The clinical symptoms of Parkinson’s disease (PD) appear when dopamine (DA) concentrations in the striatum drops to around 20%. Simultaneous inhibitory effects on histamine H(3) receptor (H(3)R) and MAO B can increase DA levels in the brain. A series of compounds was designed and tested in vitro for human H(3)R (hH(3)R) affinity and inhibitory activity to human MAO B (hMAO B). Results showed different activity of the compounds towards the two biological targets. Most compounds had poor affinity for hH(3)R (K(i) > 500 nM), but very good inhibitory potency for hMAO B (IC(50) < 50 nM). After further in vitro testing (modality of MAO B inhibition, permeability in PAMPA assay, cytotoxicity on human astrocyte cell lines), the most promising dual-acting ligand, 1-(3-(4-(tert-butyl)phenoxy)propyl)-2-methylpyrrolidine (13: hH(3)R: K(i) = 25 nM; hMAO B IC(50) = 4 nM) was selected for in vivo evaluation.

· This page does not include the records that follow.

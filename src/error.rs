//! Error types for the node host and its extensions

use thiserror::Error;
use crate::nodes::NodeId;

/// Result type alias used throughout the crate
pub type Result<T> = std::result::Result<T, Error>;

/// Errors raised by the registry, widget factory and execution engine
#[derive(Debug, Error)]
pub enum Error {
    /// No factory is registered under this node type name.
    #[error("unknown node type: {0}")]
    UnknownNodeType(String),

    /// The widget factory has no creator for this type tag.
    #[error("no widget creator for type tag {0:?}")]
    UnknownWidgetType(String),

    /// A widget with the same name already exists on the node.
    #[error("node {node_type} already has a widget named {name:?}")]
    DuplicateWidget { node_type: String, name: String },

    /// An extension with the same name was already registered.
    #[error("extension named {0:?} already registered")]
    DuplicateExtension(String),

    /// A node referenced by ID was not found in the graph.
    #[error("node not found: {0}")]
    NodeNotFound(NodeId),

    /// A required input resolved to no value.
    #[error("node {node_id} ({node_type}) is missing required input {input:?}")]
    MissingInput {
        node_id: NodeId,
        node_type: String,
        input: String,
    },

    /// The connection cannot be added to the graph.
    #[error("invalid connection: {0}")]
    InvalidConnection(&'static str),

    /// The graph contains a cycle and has no execution order.
    #[error("cycle detected in node graph")]
    CycleDetected,

    /// A regex pattern supplied to a string node failed to compile.
    #[error("invalid pattern: {0}")]
    InvalidPattern(#[from] regex::Error),

    /// A replacement template for a regex substitution is malformed.
    #[error("invalid replacement {template:?}: {reason}")]
    InvalidReplacement { template: String, reason: String },

    /// A JSON value could not be converted to the requested type.
    #[error("cannot extract {path:?} as {expected}: {reason}")]
    JsonExtract {
        path: String,
        expected: &'static str,
        reason: String,
    },

    /// An executed payload could not be decoded.
    #[error("payload error: {0}")]
    Payload(#[from] serde_json::Error),
}
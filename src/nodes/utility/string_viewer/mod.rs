//! StringViewer node implementation
//!
//! - mod.rs: Node metadata and factory implementation
//! - logic.rs: Backend that echoes its input as a display payload
//! - extension.rs: Display widget binding for StringViewer nodes
//! - parameters.rs: egui interface for the node's widgets

mod extension;
mod logic;
pub mod parameters;

pub use extension::*;
pub use logic::*;

use crate::constants::string_viewer;
use crate::error::Result;
use crate::nodes::{DataType, NodeCategory, NodeFactory, NodeMetadata, PortDefinition};
use crate::nodes::widgets::InputConfig;
use crate::plugin_interface::{NodeData, NodeOutput};

/// StringViewer node factory: an output node that displays its text input
#[derive(Default)]
pub struct StringViewerNode;

impl NodeFactory for StringViewerNode {
    fn metadata() -> NodeMetadata {
        NodeMetadata::new(
            string_viewer::NODE_TYPE,
            "StringViewer",
            NodeCategory::utils(),
            "String Viewer."
        )
        .with_inputs(vec![
            PortDefinition::required("text", DataType::String)
                .with_description("Text to display.")
                .with_widget(InputConfig::new().with_multiline(true))
                .with_force_input(true),
        ])
        .with_outputs(vec![
            PortDefinition::required("STRING", DataType::String).with_description("A text."),
        ])
        .with_output_node(true)
        .with_tags(vec!["string", "viewer", "output"])
    }

    fn execute(inputs: &[NodeData]) -> Result<NodeOutput> {
        let text = inputs.first().and_then(NodeData::as_str).unwrap_or_default();
        Ok(StringViewerLogic::view_str(text))
    }
}
//! StringViewer backend

use crate::plugin_interface::{ExecutionResult, NodeData, NodeOutput};

/// Backend of the StringViewer node
pub struct StringViewerLogic;

impl StringViewerLogic {
    /// Pass the text through and report it to the editor for display
    pub fn view_str(text: &str) -> NodeOutput {
        NodeOutput::values(vec![NodeData::String(text.to_string())])
            .with_ui(ExecutionResult::text(text))
    }
}
//! Utility nodes: string manipulation, selectors and JSON extraction

pub mod int_selector;
pub mod json_extract;
pub mod string_concat;
pub mod string_selector;
pub mod string_sub;
pub mod string_viewer;

pub use int_selector::IntSelectorNode;
pub use json_extract::{JsonExtractFloatNode, JsonExtractIntNode, JsonExtractStringNode};
pub use string_concat::StringConcatNode;
pub use string_selector::StringSelectorNode;
pub use string_sub::StringSubNode;
pub use string_viewer::{StringViewerExtension, StringViewerNode};

use crate::nodes::NodeRegistry;

/// Register every utility node type
pub fn register_utility_nodes(registry: &mut NodeRegistry) {
    registry.register::<StringConcatNode>();
    registry.register::<StringSubNode>();
    registry.register::<StringSelectorNode>();
    registry.register::<IntSelectorNode>();
    registry.register::<JsonExtractStringNode>();
    registry.register::<JsonExtractIntNode>();
    registry.register::<JsonExtractFloatNode>();
    registry.register::<StringViewerNode>();
}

Studies in rats of compound 13, in a dose of 3 mg/kg of body mass, confirmed its antagonistic effects for H(3)R (decline in food and a water consumption), decline in MAO B activity (>90%) in rat cerebral cortex (CTX), and an increase in DA content in CTX and striatum. Moreover, compound 13 caused a slight increase in noradrenaline, but a reduction in serotonin concentration in CTX. Thus, compound 13 is a promising dual-active ligand for the potential treatment of PD although further studies are needed to confirm this.